### INPUT DATA:
━━━━━━

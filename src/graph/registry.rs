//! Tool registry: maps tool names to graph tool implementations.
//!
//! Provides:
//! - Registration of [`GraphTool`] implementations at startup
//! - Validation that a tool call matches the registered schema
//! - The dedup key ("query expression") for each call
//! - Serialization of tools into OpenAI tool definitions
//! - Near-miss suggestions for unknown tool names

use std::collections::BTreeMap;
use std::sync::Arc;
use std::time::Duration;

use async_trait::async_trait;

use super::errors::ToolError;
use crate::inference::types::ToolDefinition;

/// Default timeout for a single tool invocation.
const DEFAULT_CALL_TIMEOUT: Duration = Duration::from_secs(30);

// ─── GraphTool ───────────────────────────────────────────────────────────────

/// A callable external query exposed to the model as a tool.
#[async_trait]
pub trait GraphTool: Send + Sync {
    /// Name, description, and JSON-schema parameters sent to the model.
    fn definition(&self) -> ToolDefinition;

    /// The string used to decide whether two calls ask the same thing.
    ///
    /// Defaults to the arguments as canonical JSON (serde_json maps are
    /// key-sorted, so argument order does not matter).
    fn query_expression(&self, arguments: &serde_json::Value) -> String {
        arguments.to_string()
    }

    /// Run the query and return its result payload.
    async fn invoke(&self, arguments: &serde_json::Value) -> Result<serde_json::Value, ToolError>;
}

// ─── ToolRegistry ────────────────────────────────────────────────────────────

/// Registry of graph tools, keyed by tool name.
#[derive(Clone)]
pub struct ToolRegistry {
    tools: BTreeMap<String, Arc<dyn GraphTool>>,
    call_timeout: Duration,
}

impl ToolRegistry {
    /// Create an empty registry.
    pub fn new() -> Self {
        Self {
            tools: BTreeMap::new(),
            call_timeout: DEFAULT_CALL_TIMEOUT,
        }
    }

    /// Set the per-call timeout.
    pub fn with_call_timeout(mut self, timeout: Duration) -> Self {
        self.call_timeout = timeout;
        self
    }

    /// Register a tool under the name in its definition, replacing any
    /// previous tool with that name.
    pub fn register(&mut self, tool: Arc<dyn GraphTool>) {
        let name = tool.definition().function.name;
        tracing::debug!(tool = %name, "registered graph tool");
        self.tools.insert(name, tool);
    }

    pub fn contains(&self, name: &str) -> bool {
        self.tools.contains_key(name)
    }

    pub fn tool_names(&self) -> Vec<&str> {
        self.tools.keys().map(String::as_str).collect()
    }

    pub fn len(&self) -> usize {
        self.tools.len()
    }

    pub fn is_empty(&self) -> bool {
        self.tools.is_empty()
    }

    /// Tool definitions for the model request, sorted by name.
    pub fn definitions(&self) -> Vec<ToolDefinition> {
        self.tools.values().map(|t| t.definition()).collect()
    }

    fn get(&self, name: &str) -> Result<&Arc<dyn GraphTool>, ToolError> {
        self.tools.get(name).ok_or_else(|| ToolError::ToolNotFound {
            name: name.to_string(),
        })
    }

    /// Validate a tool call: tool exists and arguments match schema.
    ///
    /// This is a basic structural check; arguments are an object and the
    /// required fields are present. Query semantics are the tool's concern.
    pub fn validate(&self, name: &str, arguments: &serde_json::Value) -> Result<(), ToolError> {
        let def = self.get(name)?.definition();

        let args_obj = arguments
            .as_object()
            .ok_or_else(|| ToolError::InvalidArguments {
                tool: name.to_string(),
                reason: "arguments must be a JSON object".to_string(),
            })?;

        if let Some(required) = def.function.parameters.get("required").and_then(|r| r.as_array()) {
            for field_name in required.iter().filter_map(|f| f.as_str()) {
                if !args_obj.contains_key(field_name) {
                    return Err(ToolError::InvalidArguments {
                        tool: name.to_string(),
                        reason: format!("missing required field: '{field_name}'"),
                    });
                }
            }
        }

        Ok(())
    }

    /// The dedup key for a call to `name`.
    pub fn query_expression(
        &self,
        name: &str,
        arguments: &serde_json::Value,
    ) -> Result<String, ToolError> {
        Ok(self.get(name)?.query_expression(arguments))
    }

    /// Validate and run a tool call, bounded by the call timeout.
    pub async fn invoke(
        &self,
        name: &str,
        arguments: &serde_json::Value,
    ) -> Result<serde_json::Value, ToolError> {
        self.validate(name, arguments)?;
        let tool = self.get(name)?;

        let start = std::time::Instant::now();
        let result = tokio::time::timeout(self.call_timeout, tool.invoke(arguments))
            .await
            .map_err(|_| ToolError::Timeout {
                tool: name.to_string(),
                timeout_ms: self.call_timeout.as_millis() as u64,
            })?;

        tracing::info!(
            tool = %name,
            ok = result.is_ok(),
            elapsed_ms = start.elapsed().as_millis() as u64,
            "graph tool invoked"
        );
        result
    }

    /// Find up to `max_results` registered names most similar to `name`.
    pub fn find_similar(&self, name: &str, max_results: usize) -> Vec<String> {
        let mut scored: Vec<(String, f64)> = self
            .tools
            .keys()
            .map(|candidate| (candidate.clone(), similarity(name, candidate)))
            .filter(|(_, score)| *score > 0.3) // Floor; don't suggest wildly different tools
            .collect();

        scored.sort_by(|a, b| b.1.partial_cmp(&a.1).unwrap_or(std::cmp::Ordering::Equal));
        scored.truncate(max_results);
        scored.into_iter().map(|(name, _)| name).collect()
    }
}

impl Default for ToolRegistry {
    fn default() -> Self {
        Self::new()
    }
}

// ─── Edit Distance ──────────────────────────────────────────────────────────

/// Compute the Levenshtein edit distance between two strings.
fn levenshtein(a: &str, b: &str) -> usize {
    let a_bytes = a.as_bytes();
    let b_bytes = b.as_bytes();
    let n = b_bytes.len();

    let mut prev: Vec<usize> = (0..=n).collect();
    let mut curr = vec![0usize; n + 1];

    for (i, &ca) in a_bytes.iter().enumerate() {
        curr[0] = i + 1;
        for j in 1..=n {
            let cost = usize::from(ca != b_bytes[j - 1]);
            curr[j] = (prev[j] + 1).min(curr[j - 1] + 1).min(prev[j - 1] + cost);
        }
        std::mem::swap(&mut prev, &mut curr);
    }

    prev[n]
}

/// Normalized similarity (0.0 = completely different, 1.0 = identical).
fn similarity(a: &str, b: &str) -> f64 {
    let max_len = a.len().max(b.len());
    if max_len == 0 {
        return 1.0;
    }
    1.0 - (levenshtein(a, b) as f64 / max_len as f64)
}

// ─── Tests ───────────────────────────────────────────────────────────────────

━━━━━━

### YOUR GOAL:
The material above is to be transcribed in full, exactly as it stands.

### OUTPUT:
filename src/graph/registry.rs
//! Tool registry: maps tool names to graph tool implementations.
//!
//! Provides:
//! - Registration of [`GraphTool`] implementations at startup
//! - Validation that a tool call matches the registered schema
//! - The dedup key ("query expression") for each call
//! - Serialization of tools into OpenAI tool definitions
//! - Near-miss suggestions for unknown tool names

use std::collections::BTreeMap;
use std::sync::Arc;
use std::time::Duration;

use async_trait::async_trait;

use super::errors::ToolError;
use crate::inference::types::ToolDefinition;

/// Default timeout for a single tool invocation.
const DEFAULT_CALL_TIMEOUT: Duration = Duration::from_secs(30);

// ─── GraphTool ───────────────────────────────────────────────────────────────

/// A callable external query exposed to the model as a tool.
#[async_trait]
pub trait GraphTool: Send + Sync {
    /// Name, description, and JSON-schema parameters sent to the model.
    fn definition(&self) -> ToolDefinition;

    /// The string used to decide whether two calls ask the same thing.
    ///
    /// Defaults to the arguments as canonical JSON (serde_json maps are
    /// key-sorted, so argument order does not matter).
    fn query_expression(&self, arguments: &serde_json::Value) -> String {
        arguments.to_string()
    }

    /// Run the query and return its result payload.
    async fn invoke(&self, arguments: &serde_json::Value) -> Result<serde_json::Value, ToolError>;
}

// ─── ToolRegistry ────────────────────────────────────────────────────────────

/// Registry of graph tools, keyed by tool name.
#[derive(Clone)]
pub struct ToolRegistry {
    tools: BTreeMap<String, Arc<dyn GraphTool>>,
    call_timeout: Duration,
}

impl ToolRegistry {
    /// Create an empty registry.
    pub fn new() -> Self {
        Self {
            tools: BTreeMap::new(),
            call_timeout: DEFAULT_CALL_TIMEOUT,
        }
    }

    /// Set the per-call timeout.
    pub fn with_call_timeout(mut self, timeout: Duration) -> Self {
        self.call_timeout = timeout;
        self
    }

    /// Register a tool under the name in its definition, replacing any
    /// previous tool with that name.
    pub fn register(&mut self, tool: Arc<dyn GraphTool>) {
        let name = tool.definition().function.name;
        tracing::debug!(tool = %name, "registered graph tool");
        self.tools.insert(name, tool);
    }

    pub fn contains(&self, name: &str) -> bool {
        self.tools.contains_key(name)
    }

    pub fn tool_names(&self) -> Vec<&str> {
        self.tools.keys().map(String::as_str).collect()
    }

    pub fn len(&self) -> usize {
        self.tools.len()
    }

    pub fn is_empty(&self) -> bool {
        self.tools.is_empty()
    }

    /// Tool definitions for the model request, sorted by name.
    pub fn definitions(&self) -> Vec<ToolDefinition> {
        self.tools.values().map(|t| t.definition()).collect()
    }

    fn get(&self, name: &str) -> Result<&Arc<dyn GraphTool>, ToolError> {
        self.tools.get(name).ok_or_else(|| ToolError::ToolNotFound {
            name: name.to_string(),
        })
    }

    /// Validate a tool call: tool exists and arguments match schema.
    ///
    /// This is a basic structural check; arguments are an object and the
    /// required fields are present. Query semantics are the tool's concern.
    pub fn validate(&self, name: &str, arguments: &serde_json::Value) -> Result<(), ToolError> {
        let def = self.get(name)?.definition();

        let args_obj = arguments
            .as_object()
            .ok_or_else(|| ToolError::InvalidArguments {
                tool: name.to_string(),
                reason: "arguments must be a JSON object".to_string(),
            })?;

        if let Some(required) = def.function.parameters.get("required").and_then(|r| r.as_array()) {
            for field_name in required.iter().filter_map(|f| f.as_str()) {
                if !args_obj.contains_key(field_name) {
                    return Err(ToolError::InvalidArguments {
                        tool: name.to_string(),
                        reason: format!("missing required field: '{field_name}'"),
                    });
                }
            }
        }

        Ok(())
    }

    /// The dedup key for a call to `name`.
    pub fn query_expression(
        &self,
        name: &str,
        arguments: &serde_json::Value,
    ) -> Result<String, ToolError> {
        Ok(self.get(name)?.query_expression(arguments))
    }

    /// Validate and run a tool call, bounded by the call timeout.
    pub async fn invoke(
        &self,
        name: &str,
        arguments: &serde_json::Value,
    ) -> Result<serde_json::Value, ToolError> {
        self.validate(name, arguments)?;
        let tool = self.get(name)?;

        let start = std::time::Instant::now();
        let result = tokio::time::timeout(self.call_timeout, tool.invoke(arguments))
            .await
            .map_err(|_| ToolError::Timeout {
                tool: name.to_string(),
                timeout_ms: self.call_timeout.as_millis() as u64,
            })?;

        tracing::info!(
            tool = %name,
            ok = result.is_ok(),
            elapsed_ms = start.elapsed().as_millis() as u64,
            "graph tool invoked"
        );
        result
    }

    /// Find up to `max_results` registered names most similar to `name`.
    pub fn find_similar(&self, name: &str, max_results: usize) -> Vec<String> {
        let mut scored: Vec<(String, f64)> = self
            .tools
            .keys()
            .map(|candidate| (candidate.clone(), similarity(name, candidate)))
            .filter(|(_, score)| *score > 0.3) // Floor; don't suggest wildly different tools
            .collect();

        scored.sort_by(|a, b| b.1.partial_cmp(&a.1).unwrap_or(std::cmp::Ordering::Equal));
        scored.truncate(max_results);
        scored.into_iter().map(|(name, _)| name).collect()
    }
}

impl Default for ToolRegistry {
    fn default() -> Self {
        Self::new()
    }
}

// ─── Edit Distance ──────────────────────────────────────────────────────────

/// Compute the Levenshtein edit distance between two strings.
fn levenshtein(a: &str, b: &str) -> usize {
    let a_bytes = a.as_bytes();
    let b_bytes = b.as_bytes();
    let n = b_bytes.len();

    let mut prev: Vec<usize> = (0..=n).collect();
    let mut curr = vec![0usize; n + 1];

    for (i, &ca) in a_bytes.iter().enumerate() {
        curr[0] = i + 1;
        for j in 1..=n {
            let cost = usize::from(ca != b_bytes[j - 1]);
            curr[j] = (prev[j] + 1).min(curr[j - 1] + 1).min(prev[j - 1] + cost);
        }
        std::mem::swap(&mut prev, &mut curr);
    }

    prev[n]
}

/// Normalized similarity (0.0 = completely different, 1.0 = identical).
fn similarity(a: &str, b: &str) -> f64 {
    let max_len = a.len().max(b.len());
    if max_len == 0 {
        return 1.0;
    }
    1.0 - (levenshtein(a, b) as f64 / max_len as f64)
}

// ─── Tests ───────────────────────────────────────────────────────────────────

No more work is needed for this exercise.